The nation’s homebuilding industry will descend upon Las Vegas this week to see the latest design and product trends in the industry that will be epitomized in a new luxury home unveiled to much fanfare in Ascaya.

Sun West Custom Homes, like last year, is the featured builder behind the New American Home 2020 in the Henderson luxury hillside community where it did the 2019 New American Home. The National Association of Home Builders has returned to Las Vegas for its International Builders’ Show that’s expected to have more than 85,000 people attend from 100 countries include about 350 members of the media.

Sun West’s home on a half-acre lot at 9 Sky Arc fits in nicely in the exclusive gated community adjacent to the McCullough Range. It’s valued at $5.75 million and will serve as a model home for Sun West.

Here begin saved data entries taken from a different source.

use std::collections::HashSet;
use std::path::PathBuf;

use pairwatch_common::TokenRecord;
use tracing::{debug, error, info, warn};

use crate::seen_set::{SeenSet, SeenStore};

/// New-token dedup engine. Owns the seen-set and its file; constructed once
/// at startup and handed to the pipeline by value.
pub struct TokenFilter {
    seen: SeenSet,
    store: SeenStore,
}

impl TokenFilter {
    /// Load the persisted seen-set from `path`, capped at `max_tracked` keys.
    pub fn open(path: impl Into<PathBuf>, max_tracked: usize) -> Self {
        let store = SeenStore::new(path);
        let seen = store.load(max_tracked);
        Self { seen, store }
    }

    pub fn seen(&self) -> &SeenSet {
        &self.seen
    }

    /// Records whose identity key was not seen before this call, one per key,
    /// in input order. Every usable key of the batch is then recorded as seen
    /// and the set is written to disk before returning.
    pub fn filter_new(&mut self, records: Vec<TokenRecord>) -> Vec<TokenRecord> {
        let total = records.len();
        let mut batch_keys: Vec<String> = Vec::with_capacity(total);
        let mut in_batch: HashSet<String> = HashSet::with_capacity(total);
        let mut fresh = Vec::new();

        for record in records {
            let Some(key) = record.identity_key() else {
                warn!(record = ?record.get("base_address"), "Skipping token with missing or invalid base_address");
                continue;
            };
            if !in_batch.insert(key.clone()) {
                debug!(key = %key, "Skipping duplicate token in batch");
                continue;
            }
            if !self.seen.contains(&key) {
                fresh.push(record);
            }
            batch_keys.push(key);
        }

        for key in &batch_keys {
            self.seen.insert(key);
        }

        if let Err(e) = self.store.save(&self.seen) {
            error!(path = %self.store.path().display(), error = %e, "Failed to save seen addresses");
        }

        info!(
            new = fresh.len(),
            total,
            tracked = self.seen.len(),
            capacity = self.seen.capacity(),
            "Filtered new tokens"
        );
        fresh
    }
}

#[cfg(test)]
mod tests {
    use super::*;
    use serde_json::{json, Value};

    fn records(values: Vec<Value>) -> Vec<TokenRecord> {
        values
            .into_iter()
            .map(|v| TokenRecord::try_from(v).unwrap())
            .collect()
    }

    fn filter_in(dir: &tempfile::TempDir, max: usize) -> TokenFilter {
        TokenFilter::open(dir.path().join("seen.json"), max)
    }

    #[test]
    fn mixed_case_batch_keeps_first_spelling_and_tracks_normalized() {
        let dir = tempfile::tempdir().unwrap();
        let mut filter = filter_in(&dir, 100);

        let out = filter.filter_new(records(vec![
            json!({ "base_address": "0xAA" }),
            json!({ "base_address": "0xaa " }),
            json!({ "base_address": "0xBB" }),
        ]));

        let kept: Vec<_> = out.iter().map(|r| r.get("base_address").cloned()).collect();
        assert_eq!(kept, vec![Some(json!("0xAA")), Some(json!("0xBB"))]);
        assert_eq!(filter.seen().iter().collect::<Vec<_>>(), vec!["0xaa", "0xbb"]);

        let saved: Vec<String> =
            serde_json::from_str(&std::fs::read_to_string(dir.path().join("seen.json")).unwrap())
                .unwrap();
        assert_eq!(saved, vec!["0xaa", "0xbb"]);
    }

    #[test]
    fn batch_duplicates_collapse_to_first() {
        let dir = tempfile::tempdir().unwrap();
        let mut filter = filter_in(&dir, 100);

        let out = filter.filter_new(records(vec![
            json!({ "base_address": "0xAA", "n": 1 }),
            json!({ "base_address": "0xaa", "n": 2 }),
        ]));

        assert_eq!(out.len(), 1);
        assert_eq!(out[0].get("n"), Some(&json!(1)));
    }

    #[test]
    fn records_without_key_are_dropped() {
        let dir = tempfile::tempdir().unwrap();
        let mut filter = filter_in(&dir, 100);

        let out = filter.filter_new(records(vec![
            json!({ "symbol": "NOKEY" }),
            json!({ "base_address": "   " }),
            json!({ "base_address": null }),
            json!({ "base_address": 12 }),
            json!({ "base_address": "0xCC" }),
        ]));

        assert_eq!(out.len(), 1);
        assert_eq!(filter.seen().len(), 1);
    }

    #[test]
    fn second_pass_returns_nothing() {
        let dir = tempfile::tempdir().unwrap();
        let mut filter = filter_in(&dir, 100);
        let batch = vec![json!({ "base_address": "0x1" }), json!({ "base_address": "0x2" })];

        assert_eq!(filter.filter_new(records(batch.clone())).len(), 2);
        assert!(filter.filter_new(records(batch)).is_empty());
    }

    #[test]
    fn seen_set_survives_reopen() {
        let dir = tempfile::tempdir().unwrap();
        {
            let mut filter = filter_in(&dir, 100);
            filter.filter_new(records(vec![json!({ "base_address": "0xAB" })]));
        }

        let mut reopened = filter_in(&dir, 100);
        assert!(reopened
            .filter_new(records(vec![json!({ "base_address": " 0xab" })]))
            .is_empty());
    }

    #[test]
    fn tracking_is_bounded_to_most_recent() {
        let dir = tempfile::tempdir().unwrap();
        let mut filter = filter_in(&dir, 50);

        for pass in 0..3 {
            let batch = (0..30)
                .map(|i| json!({ "base_address": format!("0x{pass}-{i}") }))
                .collect();
            filter.filter_new(records(batch));
        }

        assert_eq!(filter.seen().len(), 50);
        assert!(filter.seen().contains("0x2-29"));
        assert!(filter.seen().contains("0x1-10"));
        assert!(!filter.seen().contains("0x1-9"));
        assert!(!filter.seen().contains("0x0-29"));
    }
}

The single-story contemporary home with modern design and the theme “Oasis in the Desert” measures 7,096 square feet with five bedrooms, six baths and a media room. It has duel two-car garages, one of which is heated and air conditioned so it can be used as a man cave. The home is built for entertaining with its backyard with a pool, fire feature and yoga deck and an outdoor kitchen that swings between being an outdoor and indoor space.

“This home represents all of the current and unique products and architectural elements,” said Sun West owner Dan Coletti. “We’re proud of the 2020 home because it stretches the imagination and people will be excited to come and see it. We had such great success for the 2019 New American Home that we knew it as a good fit to do a second time. The learning curve was steep, but we learned a lot.”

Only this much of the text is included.